During the past several decades, global improvements in health care have permitted more children to survive to adulthood, even as they bear the lasting effects of early disease and malnutrition. These can include lower cognitive ability and the development of chronic neurodegenerative disorders. Many causes of developmental disabilities, such as genes, nutrition, infectious diseases, environmental toxins and trauma, are particularly common in resource-poor countries. Sub-Saharan Africa, for instance, carries a especially heavy burden of infectious and parasitic diseases, including HIV, tuberculosis, meningitis and malaria. In many of these countries, very little data exist on the epidemiology, natural history and pathogenesis of neurological problems while at the same time, there exists a lack of care.

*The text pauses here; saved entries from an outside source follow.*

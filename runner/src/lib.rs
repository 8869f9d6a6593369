//! Coordinator/worker runtime executing external programs on a cluster of ranks
//!
//! Rank 0 runs the [`master::Coordinator`], driven by an orchestrator that decides which worker
//! thread of which rank runs a task. Every other rank runs [`slave::run_slave`]: one transport
//! thread multiplexing the transfers of a pool of worker threads, each one staging files and
//! running the commands of its tasks.

pub mod config;
pub mod exec;
pub mod logging;
pub mod master;
pub mod messages;
pub mod slave;
pub mod staging;
pub mod step;
pub mod transport;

Fogarty's initiative specifically aims to support teams of researchers from both low- and high-resource institutions as they study brain disorders relevant to developing countries that occur at any stage of life. The projects are intended to provide scientific evidence and also help build the skills needed to research the nervous system and what can undermine it.
To date, research findings have led to publication of 435 peer-reviewed articles and 14 books or book chapters, and the projects have facilitated long-term training of at least 138 scientists.
Over the years, Fogarty has partnered with other NIH Institutes and Centers in a number of its initiatives but the brain disorders program has generated the most trans-NIH support. The eight NIH partners are: the National Institute on Aging (NIA), National Institute on Alcohol Abuse and Alcoholism (NIAAA), National Institute of Child Health and Human Development (NICHD), National Institute on Drug Abuse (NIDA), National Institute of Environmental Health Sciences (NIEHS), National Institute of Mental Health (NIMH), National Institute of Neurological Disorders and Stroke (NINDS) and Office of Dietary Supplements. Non-NIH partners include the Institute of Neurosciences, Mental Health and Addiction of the Canadian Institutes of Health Research and Mexico's Consejo Nacional de Ciencia y Tecnologia.
Fogarty's Brain Disorders in the Developing World: Research across the Lifespan program is designed to increase research capacity in low-resource countries and help improve neurological health for millions around the globe.